As with any project, if you haven't set a finishing point, you may never feel like you've succeeded. This will take conversations with members of the business and other stakeholders who are invested in SharePoint.
Form agreement on the vision, strategy, short term goals and long term strategy for your implementation. This will guide you along the way and help everyone understand where you are headed.
Many organizations faiI to find success with SharePoint because they don't create a governance plan. Strong governance will make owning SharePoint so much easier - especially in the long term.
Remember: The key to good governance is that it is simple enough for everyone in the organization follow and understand.
Questions Your Governance Strategy Should Answer
Governance in SharePoint helps you make decisions about your content and how it is managed. We've listed a couple of example questions that a good governance strategy will help you answer.
- Who owns content in SharePoint?
- What happens to content that is added to SharePoint
- Does it need to be checked in?
- How many versions will we track?
- Who can edit it?
- Have guidelines and standards been set out for content owners and the business to follow?
- Has a training strategy been defined?
Here are a couple of great resources from Microsoft on governance:
Involve the Business
The business will be the main users of SharePoint. From the beginning, they need to be involved in planning and deploying SharePoint. We've seen SharePoint implementations fail because IT Departments deploy SharePoint without considering the businesses needs as content or application owners.
Our Belief: Involve the Business Early and Often
Let’s start with the decision to implement SharePoint, when the business is not involved in the process early in the project they are not invested in it’s success. The business needs to know how they will benefit and need to be part of and have a say in how SharePoint is implemented.

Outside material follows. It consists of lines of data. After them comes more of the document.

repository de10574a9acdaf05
//! HTTP route handlers for storefront.
//!
//! # Route Structure
//!
//! ```text
//! GET  /                       - Landing page
//! GET  /health                 - Health check
//!
//! # Catalog
//! GET  /products               - All games grouped by category
//! GET  /products/{id}          - Game profile page
//! GET  /categories             - Category listing
//! GET  /categories/{name}      - Games in one category
//! GET  /search?q=              - Autocomplete results fragment (HTMX)
//!
//! # Cart (HTMX fragments)
//! GET  /cart                   - Cart page
//! POST /cart/add               - Add product (returns cart_count fragment)
//! POST /cart/increase          - Increase quantity (returns cart_items fragment)
//! POST /cart/decrease          - Decrease quantity (returns cart_items fragment)
//! POST /cart/remove            - Remove line (returns cart_items fragment)
//! GET  /cart/count             - Cart count badge (fragment)
//! ```

pub mod cart;
pub mod categories;
pub mod home;
pub mod products;
pub mod search;

use axum::{
    Router,
    routing::{get, post},
};

use crate::state::AppState;

/// Create the product routes router.
pub fn product_routes() -> Router<AppState> {
    Router::new()
        .route("/", get(products::index))
        .route("/{id}", get(products::show))
}

/// Create the category routes router.
pub fn category_routes() -> Router<AppState> {
    Router::new()
        .route("/", get(categories::index))
        .route("/{name}", get(categories::show))
}

/// Create the cart routes router.
pub fn cart_routes() -> Router<AppState> {
    Router::new()
        .route("/", get(cart::show))
        .route("/add", post(cart::add))
        .route("/increase", post(cart::increase))
        .route("/decrease", post(cart::decrease))
        .route("/remove", post(cart::remove))
        .route("/count", get(cart::count))
}

/// Create all routes for the storefront.
pub fn routes() -> Router<AppState> {
    Router::new()
        // Landing page
        .route("/", get(home::home))
        // Catalog routes
        .nest("/products", product_routes())
        .nest("/categories", category_routes())
        // Search autocomplete
        .route("/search", get(search::search))
        // Cart routes
        .nest("/cart", cart_routes())
}
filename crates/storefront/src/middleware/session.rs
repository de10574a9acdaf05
//! Session middleware configuration.
//!
//! Sets up in-memory sessions using tower-sessions. The session holds the
//! cart snapshot, so a cart lives exactly as long as the visitor's session
//! and the process; there is no persistence requirement.

use tower_sessions::{Expiry, MemoryStore, SessionManagerLayer};

use crate::config::StorefrontConfig;

/// Session cookie name.
pub const SESSION_COOKIE_NAME: &str = "pp_session";

/// Session expiry time in seconds (7 days).
const SESSION_EXPIRY_SECONDS: i64 = 7 * 24 * 60 * 60;

/// Create the session layer with an in-memory store.
#[must_use]
pub fn create_session_layer(config: &StorefrontConfig) -> SessionManagerLayer<MemoryStore> {
    let store = MemoryStore::default();

    // Determine if we're in production (HTTPS)
    let is_secure = config.base_url.starts_with("https://");

    SessionManagerLayer::new(store)
        .with_name(SESSION_COOKIE_NAME)
        .with_expiry(Expiry::OnInactivity(
            tower_sessions::cookie::time::Duration::seconds(SESSION_EXPIRY_SECONDS),
        ))
        .with_secure(is_secure)
        .with_same_site(tower_sessions::cookie::SameSite::Lax)
        .with_http_only(true)
        .with_path("/")
}
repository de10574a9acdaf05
//! Custom Askama template filters.

#![allow(clippy::unnecessary_wraps)]

use std::fmt::Display;

/// Returns the current year.
///
/// Usage in templates: `{{ ""|current_year }}`
#[askama::filter_fn]
pub fn current_year(_value: impl Display, _env: &dyn askama::Values) -> askama::Result<i32> {
    use chrono::Datelike;
    Ok(chrono::Utc::now().year())
}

It is important to have good representation from throughout the organization when planning Information Architecture, Navigation, Templates, Metadata and so on. The more engaged the stakeholders are in the project the more invested they become in the success.
Know Your App's Roles
We consider document collaboration to be the corner stone SharePoint's strengths. SharePoint's features and benefits are vast. However, you should clearly define where SharePoint fits in the stack of applications you are supporting and what its role is.
Just because you can build a CRM tool in SharePoint, doesn't mean that you should.
Choosing the right “Apps” to do in SharePoint is very important, the phrase “just because you can doesn’t mean you should” definitely applies here. SharePoint is a collaboration tool, apps should be focused on SharePoint’s strength, if it requires a high degree of customization you may need to rethink your solution and approach.
If you have the business involved in implementation, planning and analysis activities, ensure that you have empowered the business users with the right skills and knowledge to work in this platform. Training is often the most overlooked step, All the careful planning and precise execution can be undone by lack of training for your target audience.
- If you are deploying SharePoint as a new tool to the business - provide training for everyone.
- Lunch and Learns may work in this case, but for critical areas of the business you may need more formal training.
- Consider videos and making online training content available for the business
- Ongoing training sessions should be available.
- The platform changes and users need to be refreshed. Use ongoing training to address these areas.
Delivery and execution are so critical in deployment of any technology. Make sure you have the right people, planning and project management in place along the way. These are standard in all technology projects - make no exceptions with SharePoint.